Przede wszystkim na poziomie ustawy jest ona wielopoziomowa. Po pierwsze mówimy o analizie ryzyka samego klienta, ale również analizie ryzyka instytucji obowiązanej. Potem mamy ocenę ryzyka na poziomie krajowym i europejskim. Niestety instytucje nie mogą się wzorować na ocenie krajowej, bo czas na jej wykonanie mają jest do stycznia przyszłego roku, zaś sam ocena krajowa zostanie sporządzona kwartał później. Cały przepis to art. 27 sprowadzający się do tego, że mamy przeprowadzić taką ocenę. Każda instytucja musi zatem sama przygotować kryteria, zakres danych. Dlatego RODO to jest mały króliczek przez predatorze jakim jest AML.

Co można poradzić instytucjom, jak do tego podejść?

Odradzam sporządzenie analizy wyłącznie w oparciu o podejście ekspercie. Taką ocenę trudniej będzie nam bowiem „obronić” przed organem nadzoru.
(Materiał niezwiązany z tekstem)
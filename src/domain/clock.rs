// Tick clocks that turn a time source into per-tick deltas.

use crate::domain::errors::{ClockFault, ConfigError, require_positive};
use std::time::Instant;

/// Default clamp ceiling: anything slower than 15 FPS is integrated as 1/15 s.
pub const DEFAULT_MAX_DELTA: f32 = 1.0 / 15.0;

// Port for reading a monotonic time in seconds.
pub trait TimeSource: Send {
    fn now_seconds(&self) -> f64;
}

// Port for anything that can hand the simulation its next delta.
pub trait Clock: Send {
    /// Advances the clock and returns the elapsed seconds to integrate.
    fn tick(&mut self) -> Result<f32, ClockFault>;
}

/// Wall-clock time source backed by `Instant`.
pub struct MonotonicSource {
    origin: Instant,
}

impl MonotonicSource {
    pub fn new() -> Self {
        Self {
            origin: Instant::now(),
        }
    }
}

impl Default for MonotonicSource {
    fn default() -> Self {
        Self::new()
    }
}

impl TimeSource for MonotonicSource {
    fn now_seconds(&self) -> f64 {
        self.origin.elapsed().as_secs_f64()
    }
}

/// Measures real elapsed time between ticks and clamps it to `max_delta`.
pub struct TickClock<S> {
    source: S,
    last: f64,
    max_delta: f32,
}

impl<S: TimeSource> TickClock<S> {
    /// Starts measuring from the source's current reading.
    pub fn new(source: S, max_delta: f32) -> Result<Self, ConfigError> {
        let max_delta = require_positive("max_clock_delta", max_delta)?;
        let last = source.now_seconds();
        Ok(Self {
            source,
            last,
            max_delta,
        })
    }

    pub fn max_delta(&self) -> f32 {
        self.max_delta
    }
}

impl<S: TimeSource> Clock for TickClock<S> {
    fn tick(&mut self) -> Result<f32, ClockFault> {
        let now = self.source.now_seconds();
        if now < self.last {
            return Err(ClockFault::NonMonotonic {
                previous: self.last,
                now,
            });
        }

        let delta = now - self.last;
        if !delta.is_finite() || delta <= 0.0 {
            return Err(ClockFault::NonPositiveDelta { delta });
        }

        self.last = now;
        // Clamp long stalls so one slow frame does not teleport everything.
        Ok((delta as f32).min(self.max_delta))
    }
}

/// Constant-step clock for deterministic runs.
#[derive(Debug, Clone, Copy)]
pub struct FixedClock {
    step: f32,
}

impl FixedClock {
    pub fn new(step: f32) -> Result<Self, ConfigError> {
        Ok(Self {
            step: require_positive("fixed_clock_step", step)?,
        })
    }
}

impl Clock for FixedClock {
    fn tick(&mut self) -> Result<f32, ClockFault> {
        Ok(self.step)
    }
}

#[cfg(test)]
mod tests {
    use super::*;
    use std::sync::{
        Arc,
        atomic::{AtomicU64, Ordering},
    };

    // Hand-driven time source; stores f64 bits so tests can move time freely.
    #[derive(Clone)]
    struct ManualSource(Arc<AtomicU64>);

    impl ManualSource {
        fn at(seconds: f64) -> Self {
            Self(Arc::new(AtomicU64::new(seconds.to_bits())))
        }

        fn set(&self, seconds: f64) {
            self.0.store(seconds.to_bits(), Ordering::SeqCst);
        }
    }

    impl TimeSource for ManualSource {
        fn now_seconds(&self) -> f64 {
            f64::from_bits(self.0.load(Ordering::SeqCst))
        }
    }

    #[test]
    fn when_time_advances_then_tick_returns_elapsed_seconds() {
        let source = ManualSource::at(10.0);
        let mut clock = TickClock::new(source.clone(), 0.25).expect("valid clock");

        source.set(10.05);
        let delta = clock.tick().expect("monotonic tick");
        assert!((delta - 0.05).abs() < 1e-6);
    }

    #[test]
    fn when_stall_exceeds_ceiling_then_delta_is_clamped() {
        let source = ManualSource::at(0.0);
        let mut clock = TickClock::new(source.clone(), DEFAULT_MAX_DELTA).expect("valid clock");

        source.set(2.0);
        assert_eq!(clock.tick(), Ok(DEFAULT_MAX_DELTA));
    }

    #[test]
    fn when_time_goes_backwards_then_tick_faults() {
        let source = ManualSource::at(5.0);
        let mut clock = TickClock::new(source.clone(), 0.1).expect("valid clock");

        source.set(4.0);
        assert!(matches!(
            clock.tick(),
            Err(ClockFault::NonMonotonic { .. })
        ));
    }

    #[test]
    fn when_time_stands_still_then_tick_faults() {
        let source = ManualSource::at(5.0);
        let mut clock = TickClock::new(source, 0.1).expect("valid clock");

        assert!(matches!(
            clock.tick(),
            Err(ClockFault::NonPositiveDelta { .. })
        ));
    }

    #[test]
    fn when_max_delta_is_not_positive_then_construction_fails() {
        let result = TickClock::new(ManualSource::at(0.0), 0.0);
        assert!(matches!(
            result,
            Err(ConfigError::NonPositive {
                field: "max_clock_delta",
                ..
            })
        ));
    }

    #[test]
    fn when_fixed_clock_ticks_then_step_is_constant() {
        let mut clock = FixedClock::new(1.0 / 60.0).expect("valid step");
        assert_eq!(clock.tick(), Ok(1.0 / 60.0));
        assert_eq!(clock.tick(), Ok(1.0 / 60.0));
        assert!(FixedClock::new(-1.0).is_err());
    }
}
Dużo lepszym rozwiązaniem jest stworzenie modelu dzięki, któremu będziemy wstanie policzyć, czy nasze ryzyko jest niskie, średnie czy podwyższone i to zarówno w ujęciu całościowym jak i szczątkowym. Sami więc musi ustalić, jak to zrobić. My opracowaliśmy pewne matryce. Pozwalają one ustalić m.in.: jakich klientów ma instytucja, z jakich z jakich usług korzystają. Do tego przypisujemy wagi, uwzględniamy ryzyko jakościowe, stosowane mechanizmy kontrolne a w konsekwencji ustalić poziom ryzyka.  Gdy przychodzi kontrola, ryzyko jest wyliczone.

 

 

Najważniejszy obowiązek, który trzeba wykonywać regularnie to raportowanie transakcji do Generalnego Inspektora Informacji Finansowej? Jak to wygląda?
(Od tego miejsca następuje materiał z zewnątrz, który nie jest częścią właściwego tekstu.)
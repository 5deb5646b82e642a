// Domain-level simulation entities and input/snapshot types.

use crate::domain::errors::{ConfigError, require_non_negative, require_positive};
use crate::domain::vector::Vector2;

/// Position, facing and speed shared by every moving thing.
#[derive(Debug, Clone, Copy, PartialEq)]
pub struct Kinematics {
    pub position: Vector2,
    /// Radians, 0 = +X, growing clockwise on a +Y-down screen.
    pub orientation: f32,
    /// Pixels per second, never negative.
    pub speed: f32,
}

/// Per-tick intent for one actor, supplied by the input collaborator.
#[derive(Debug, Clone, Copy, PartialEq, Default)]
pub struct ActorInput {
    /// Desired movement direction; any length, zero means stand still.
    pub direction: Vector2,
    /// World-space point to face, if any.
    pub aim: Option<Vector2>,
    pub fire: bool,
}

pub struct Actor {
    pub id: u64,
    pub body: Kinematics,
    /// Collision extent in pixels.
    pub radius: f32,

    // Control-only state (not exposed to renderers)
    pub last_input: ActorInput,
    pub fire_cooldown: f32, // seconds until next allowed shot
}

#[derive(Debug, Clone, Copy, PartialEq)]
pub enum ProjectileState {
    Active,
    /// Travelled past its maximum range.
    Expired,
    /// Hit the collidable with id `by`.
    Destroyed { by: u64 },
}

#[derive(Debug, Clone, Copy, PartialEq)]
pub struct Projectile {
    pub id: u64,
    /// Actor that fired it; never collides with this id.
    pub launcher_id: Option<u64>,
    pub body: Kinematics,
    pub radius: f32,
    pub distance_traveled: f32,
    pub max_range: f32,
    state: ProjectileState,
}

impl Projectile {
    /// Builds an active projectile, rejecting non-positive speed or range.
    pub fn spawn(id: u64, request: &SpawnRequest, radius: f32) -> Result<Self, ConfigError> {
        request.validate()?;
        let radius = require_non_negative("projectile_radius", radius)?;

        Ok(Self {
            id,
            launcher_id: request.launcher_id,
            body: Kinematics {
                position: request.position,
                orientation: request.orientation,
                speed: request.speed,
            },
            radius,
            distance_traveled: 0.0,
            max_range: request.max_range,
            state: ProjectileState::Active,
        })
    }

    pub fn state(&self) -> ProjectileState {
        self.state
    }

    pub fn is_alive(&self) -> bool {
        self.state == ProjectileState::Active
    }

    /// Active -> Expired. Terminal states are left alone.
    pub fn expire(&mut self) {
        if self.is_alive() {
            self.state = ProjectileState::Expired;
        }
    }

    /// Active -> Destroyed. Returns false if the projectile was already terminal.
    pub fn destroy(&mut self, by: u64) -> bool {
        if !self.is_alive() {
            return false;
        }
        self.state = ProjectileState::Destroyed { by };
        true
    }
}

/// Request to create a projectile, from a fire trigger or the spawn collaborator.
#[derive(Debug, Clone, Copy, PartialEq)]
pub struct SpawnRequest {
    pub launcher_id: Option<u64>,
    pub position: Vector2,
    pub orientation: f32,
    pub speed: f32,
    pub max_range: f32,
}

impl SpawnRequest {
    /// Speed and range must be finite and > 0; the spawn point must be finite.
    pub fn validate(&self) -> Result<(), ConfigError> {
        require_positive("projectile_speed", self.speed)?;
        require_positive("projectile_max_range", self.max_range)?;
        if !self.position.is_finite() {
            return Err(ConfigError::NonFinite {
                field: "spawn_position",
            });
        }
        if !self.orientation.is_finite() {
            return Err(ConfigError::NonFinite {
                field: "spawn_orientation",
            });
        }
        Ok(())
    }
}

/// A projectile overlapped a collidable during `tick`.
#[derive(Debug, Clone, Copy, PartialEq, Eq)]
pub struct CollisionEvent {
    pub projectile_id: u64,
    pub other_id: u64,
    pub tick: u64,
}

#[derive(Debug, Clone, Copy, PartialEq, Eq)]
pub enum DespawnReason {
    Expired,
    Collision { other_id: u64 },
}

/// Cleanup notice for the scene collaborator.
#[derive(Debug, Clone, Copy, PartialEq, Eq)]
pub struct Despawn {
    pub projectile_id: u64,
    pub reason: DespawnReason,
}

#[derive(Debug, Clone)]
pub struct ActorSnapshot {
    pub id: u64,
    pub x: f32,
    pub y: f32,
    pub rot: f32,
}

#[derive(Debug, Clone)]
pub struct ProjectileSnapshot {
    pub id: u64,
    pub launcher_id: Option<u64>,
    pub x: f32,
    pub y: f32,
    pub rot: f32,
}

impl From<&Actor> for ActorSnapshot {
    fn from(a: &Actor) -> Self {
        Self {
            id: a.id,
            x: a.body.position.x,
            y: a.body.position.y,
            rot: a.body.orientation,
        }
    }
}

impl From<&Projectile> for ProjectileSnapshot {
    fn from(p: &Projectile) -> Self {
        Self {
            id: p.id,
            launcher_id: p.launcher_id,
            x: p.body.position.x,
            y: p.body.position.y,
            rot: p.body.orientation,
        }
    }
}

#[cfg(test)]
mod tests {
    use super::*;

    fn request() -> SpawnRequest {
        SpawnRequest {
            launcher_id: Some(7),
            position: Vector2::new(1.0, 2.0),
            orientation: 0.5,
            speed: 400.0,
            max_range: 400.0,
        }
    }

    #[test]
    fn when_request_is_valid_then_projectile_spawns_active() {
        let p = Projectile::spawn(1, &request(), 5.0).expect("valid spawn");
        assert!(p.is_alive());
        assert_eq!(p.distance_traveled, 0.0);
        assert_eq!(p.launcher_id, Some(7));
        assert_eq!(p.body.position, Vector2::new(1.0, 2.0));
    }

    #[test]
    fn when_speed_is_zero_then_spawn_is_rejected() {
        let mut req = request();
        req.speed = 0.0;
        assert!(matches!(
            Projectile::spawn(1, &req, 5.0),
            Err(ConfigError::NonPositive {
                field: "projectile_speed",
                ..
            })
        ));
    }

    #[test]
    fn when_range_is_nan_then_spawn_is_rejected() {
        let mut req = request();
        req.max_range = f32::NAN;
        assert!(Projectile::spawn(1, &req, 5.0).is_err());
    }

    #[test]
    fn when_projectile_is_terminal_then_it_never_changes_state_again() {
        let mut p = Projectile::spawn(1, &request(), 5.0).expect("valid spawn");
        assert!(p.destroy(9));
        assert!(!p.destroy(10));
        p.expire();
        assert_eq!(p.state(), ProjectileState::Destroyed { by: 9 });

        let mut q = Projectile::spawn(2, &request(), 5.0).expect("valid spawn");
        q.expire();
        assert!(!q.destroy(3));
        assert_eq!(q.state(), ProjectileState::Expired);
    }
}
Do 13 października można było raportować w starym trybie starej częstotliwości, na starych formularzach, ale z nowym zakresem.  Teraz np. trzeba weryfikować kraj urodzenia klienta, a według starych zasad nie było takiego obowiązku. Kiedyś się nie raportowało przychodzących transakcji zagranicznych, teraz trzeba. To jest wielkim problem. Żeby w starym formularzu podać nowy zakres danych, trzeba było zdjąć walidatory. Dlatego wszyscy zapewne będą musieli poprawiać opisy transakcji. Dzieje się tak dlatego, że podmioty raportują zgodnie ze swoją najlepszą wiedzą, która jednak może się w sporym stopniu różnić od oczekiwań organu nadzoru. Od 13 października do 13 lipca 2019 r. jest wybór: można raportować według starych lub nowych zasad.
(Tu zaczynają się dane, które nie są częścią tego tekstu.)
// One-time server bootstrap and WebSocket helpers shared by integration tests.
#![allow(dead_code)]

use futures::StreamExt;
use serde_json::Value;
use std::{
    sync::{Arc, OnceLock},
    time::Duration,
};
use tokio::net::TcpStream;
use tokio_tungstenite::{MaybeTlsStream, WebSocketStream, tungstenite::Message};

pub type WsClient = WebSocketStream<MaybeTlsStream<TcpStream>>;

// Base URL published once the server thread has bound its port.
static SERVER_URL: OnceLock<String> = OnceLock::new();
static SERVER_READY: OnceLock<()> = OnceLock::new();

/// Starts the simulation server once per test binary and returns its base URL.
pub fn ensure_server() -> &'static str {
    SERVER_READY.get_or_init(|| {
        let published_url = Arc::new(OnceLock::<String>::new());
        let published_url_thread = Arc::clone(&published_url);
        // An OS thread outlives the per-test `#[tokio::test]` runtimes.
        std::thread::spawn(move || {
            let runtime = tokio::runtime::Runtime::new().expect("test runtime");
            runtime.block_on(async move {
                // Ephemeral port so parallel test binaries do not collide.
                let listener = tokio::net::TcpListener::bind("127.0.0.1:0")
                    .await
                    .expect("bind ephemeral test port");
                let addr = listener.local_addr().expect("get local addr");
                let _ = published_url_thread.set(format!("http://{addr}"));
                shooter_sim::run(listener).await.expect("server failed");
            });
        });
        wait_for_server(published_url);
    });

    SERVER_URL
        .get()
        .expect("server url should be initialized")
        .as_str()
}

fn wait_for_server(published_url: Arc<OnceLock<String>>) {
    let base_url = loop {
        if let Some(url) = published_url.get() {
            break url.clone();
        }
        std::thread::sleep(Duration::from_millis(10));
    };
    let _ = SERVER_URL.set(base_url.clone());

    let addr = base_url
        .strip_prefix("http://")
        .expect("base url should use http://");
    for _ in 0..100 {
        if std::net::TcpStream::connect(addr).is_ok() {
            return;
        }
        std::thread::sleep(Duration::from_millis(20));
    }
    panic!("server did not become ready in time");
}

/// Opens a WebSocket session; `query` is appended verbatim (e.g. `actor_id=5`).
pub async fn connect(query: &str) -> WsClient {
    let base = ensure_server()
        .strip_prefix("http://")
        .expect("base url should use http://");
    let url = if query.is_empty() {
        format!("ws://{base}/ws")
    } else {
        format!("ws://{base}/ws?{query}")
    };
    let (socket, _response) = tokio_tungstenite::connect_async(url)
        .await
        .expect("websocket handshake");
    socket
}

/// Reads server messages until one with the given `type` tag satisfies `accept`.
pub async fn next_message<F>(socket: &mut WsClient, kind: &str, mut accept: F) -> Value
where
    F: FnMut(&Value) -> bool,
{
    tokio::time::timeout(Duration::from_secs(5), async {
        loop {
            let frame = socket
                .next()
                .await
                .expect("socket stays open")
                .expect("valid frame");
            let Message::Text(text) = frame else {
                continue;
            };
            let value: Value = serde_json::from_str(text.as_str()).expect("server sends json");
            if value["type"] == kind && accept(&value["data"]) {
                return value["data"].clone();
            }
        }
    })
    .await
    .unwrap_or_else(|_| panic!("no matching {kind} message before timeout"))
}
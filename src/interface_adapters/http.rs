// JSON error payloads for the plain HTTP routes.

use axum::{
    Json,
    http::StatusCode,
    response::{IntoResponse, Response},
};

#[derive(Debug, serde::Serialize)]
pub struct ErrorResponse {
    pub error: String,
}

impl ErrorResponse {
    /// `{"error": ...}` body with the given status.
    pub fn reply(status: StatusCode, error: impl Into<String>) -> Response {
        (
            status,
            Json(Self {
                error: error.into(),
            }),
        )
            .into_response()
    }
}
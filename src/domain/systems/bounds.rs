use crate::domain::errors::ConfigError;
use crate::domain::vector::Vector2;

/// Rectangle actors are kept inside after movement.
#[derive(Debug, Clone, Copy, PartialEq)]
pub struct WorldBounds {
    pub min_x: f32,
    pub max_x: f32,
    pub min_y: f32,
    pub max_y: f32,
}

impl WorldBounds {
    pub fn new(min_x: f32, max_x: f32, min_y: f32, max_y: f32) -> Result<Self, ConfigError> {
        let bounds = Self {
            min_x,
            max_x,
            min_y,
            max_y,
        };
        bounds.validate()?;
        Ok(bounds)
    }

    pub fn validate(&self) -> Result<(), ConfigError> {
        let finite = [self.min_x, self.max_x, self.min_y, self.max_y]
            .iter()
            .all(|v| v.is_finite());
        if !finite || self.min_x > self.max_x || self.min_y > self.max_y {
            return Err(ConfigError::InvertedBounds);
        }
        Ok(())
    }

    pub fn clamp(&self, p: Vector2) -> Vector2 {
        Vector2::new(
            p.x.clamp(self.min_x, self.max_x),
            p.y.clamp(self.min_y, self.max_y),
        )
    }
}
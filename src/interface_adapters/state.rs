use crate::use_cases::{GameEvent, ServerState};
use axum::extract::ws::Utf8Bytes;
use tokio::sync::{broadcast, mpsc, watch};

#[derive(Clone)]
pub struct AppState {
    // Inputs and spawn requests flowing into the world task.
    pub input_tx: mpsc::Sender<GameEvent>,
    // Serialized world updates, shared across all connections.
    pub world_bytes_tx: broadcast::Sender<Utf8Bytes>,
    // Latest serialized world update for lag recovery.
    pub world_latest_tx: watch::Sender<Utf8Bytes>,
    // Serialized hit/despawn notices.
    pub notice_bytes_tx: broadcast::Sender<Utf8Bytes>,
    // Simulation lifecycle (running/halted).
    pub server_state_tx: watch::Sender<ServerState>,
}
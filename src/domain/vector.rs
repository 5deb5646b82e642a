// Plain 2D vector math used by every simulation system.

use serde::{Deserialize, Serialize};
use std::ops::{Add, Mul, Sub};

#[derive(Debug, Clone, Copy, PartialEq, Default, Serialize, Deserialize)]
pub struct Vector2 {
    pub x: f32,
    pub y: f32,
}

impl Vector2 {
    pub const ZERO: Self = Self { x: 0.0, y: 0.0 };

    pub const fn new(x: f32, y: f32) -> Self {
        Self { x, y }
    }

    /// Unit vector pointing along `radians` (0 rad = +X).
    pub fn from_angle(radians: f32) -> Self {
        Self::new(radians.cos(), radians.sin())
    }

    pub fn length_squared(self) -> f32 {
        self.x * self.x + self.y * self.y
    }

    /// Overflow-safe length; finite for any finite components below `f32::MAX / sqrt(2)`.
    pub fn length(self) -> f32 {
        self.x.hypot(self.y)
    }

    /// Exactly zero on both axes. Tiny vectors still carry a direction.
    pub fn is_zero(self) -> bool {
        self.x == 0.0 && self.y == 0.0
    }

    pub fn scale(self, factor: f32) -> Self {
        Self::new(self.x * factor, self.y * factor)
    }

    /// Unit-length copy of the vector, or the zero vector when there is no direction.
    ///
    /// Any finite non-zero vector normalizes, however small or large: components
    /// are divided by the larger magnitude first so neither the length nor its
    /// reciprocal can overflow or underflow.
    pub fn normalized(self) -> Self {
        if self.is_zero() || !self.is_finite() {
            return Self::ZERO;
        }
        let largest = self.x.abs().max(self.y.abs());
        let reduced = Self::new(self.x / largest, self.y / largest);
        let len = reduced.length();
        Self::new(reduced.x / len, reduced.y / len)
    }

    /// Angle of the vector in radians, `atan2(y, x)`.
    pub fn angle(self) -> f32 {
        self.y.atan2(self.x)
    }

    pub fn is_finite(self) -> bool {
        self.x.is_finite() && self.y.is_finite()
    }
}

impl Add for Vector2 {
    type Output = Self;

    fn add(self, rhs: Self) -> Self {
        Self::new(self.x + rhs.x, self.y + rhs.y)
    }
}

impl Sub for Vector2 {
    type Output = Self;

    fn sub(self, rhs: Self) -> Self {
        Self::new(self.x - rhs.x, self.y - rhs.y)
    }
}

impl Mul<f32> for Vector2 {
    type Output = Self;

    fn mul(self, rhs: f32) -> Self {
        self.scale(rhs)
    }
}

#[cfg(test)]
mod tests {
    use super::*;
    use std::f32::consts::FRAC_PI_2;

    #[test]
    fn when_vector_is_zero_then_normalized_is_zero() {
        assert_eq!(Vector2::ZERO.normalized(), Vector2::ZERO);
    }

    #[test]
    fn when_vector_is_diagonal_then_normalized_has_unit_length() {
        let unit = Vector2::new(3.0, 4.0).normalized();
        assert!((unit.length() - 1.0).abs() < 1e-6);
        assert!((unit.x - 0.6).abs() < 1e-6);
        assert!((unit.y - 0.8).abs() < 1e-6);
    }

    #[test]
    fn when_vector_is_tiny_or_huge_then_it_still_normalizes() {
        for v in [
            Vector2::new(1e-7, 0.0),
            Vector2::new(0.0, -1e-40),
            Vector2::new(1e20, 0.0),
            Vector2::new(f32::MAX, f32::MAX),
            Vector2::new(-3e-30, 4e-30),
        ] {
            let unit = v.normalized();
            assert!((unit.length() - 1.0).abs() < 1e-6, "{v:?} -> {unit:?}");
            assert_eq!(unit.x.signum(), v.x.signum());
        }
    }

    #[test]
    fn when_vector_is_not_finite_then_normalized_is_zero() {
        assert_eq!(Vector2::new(f32::NAN, 1.0).normalized(), Vector2::ZERO);
        assert_eq!(Vector2::new(f32::INFINITY, 0.0).normalized(), Vector2::ZERO);
    }

    #[test]
    fn when_components_are_huge_then_length_does_not_overflow() {
        let len = Vector2::new(3e20, 4e20).length();
        assert!(len.is_finite());
        assert!((len / 5e20 - 1.0).abs() < 1e-6);
    }

    #[test]
    fn when_vector_points_down_then_angle_is_half_pi() {
        // +Y is down in screen space, so "down" is a quarter turn clockwise.
        assert!((Vector2::new(0.0, 10.0).angle() - FRAC_PI_2).abs() < 1e-6);
    }

    #[test]
    fn when_built_from_angle_then_angle_round_trips() {
        let v = Vector2::from_angle(1.2);
        assert!((v.angle() - 1.2).abs() < 1e-6);
        assert!((v.length() - 1.0).abs() < 1e-6);
    }
}
// Use-case level inputs/outputs for the simulation loop.

use crate::domain::{
    ActorInput, ActorSnapshot, CollisionEvent, Despawn, ProjectileSnapshot, SpawnRequest,
};

#[derive(Debug, Clone)]
pub enum GameEvent {
    Join { actor_id: u64 },
    Leave { actor_id: u64 },
    Input { actor_id: u64, input: ActorInput },
    /// Projectile requested by the scene collaborator rather than a fire trigger.
    Spawn(SpawnRequest),
}

#[derive(Debug, Clone, PartialEq)]
pub enum ServerState {
    Running,
    /// The loop stopped on a fatal error and will not tick again.
    Halted { reason: String },
}

#[derive(Debug, Clone)]
pub struct WorldUpdate {
    pub tick: u64,
    pub actors: Vec<ActorSnapshot>,
    pub projectiles: Vec<ProjectileSnapshot>,
}

/// Discrete events for subscribers that clean up or react to hits.
#[derive(Debug, Clone, Copy, PartialEq)]
pub enum SimNotice {
    Hit(CollisionEvent),
    Despawned(Despawn),
}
Jak wygląda częstotliwość raportowania?

Za starej ustawy raportowaliśmy w trybie miesięcznym, teraz jest to 7 dni od momentu transakcji. Problem  jest w tym, że nie wiadomo jak go liczyć. Czy tak jak w kodeksie cywilnym od końca danego dnia, czy od konkretnej godziny. Jeżeli miałoby liczyć dokładnie 7 dni, to trzeba raportować przynajmniej dwa razy w tygodniu.

Można zostać ukaranym za niezaraportowanie danych w terminie, nie ujęcie jakiś?

Jeżeli instytucja nie zaraportowała transakcji lub podała za mało danych, powinna się liczyć z sankcją.  Jeśli danych będzie za dużo, zapewne skontaktuje się z nią GIIF w celu wyjaśnienia, ale sankcja z ustawy jest jedynie za niezaraportowanie.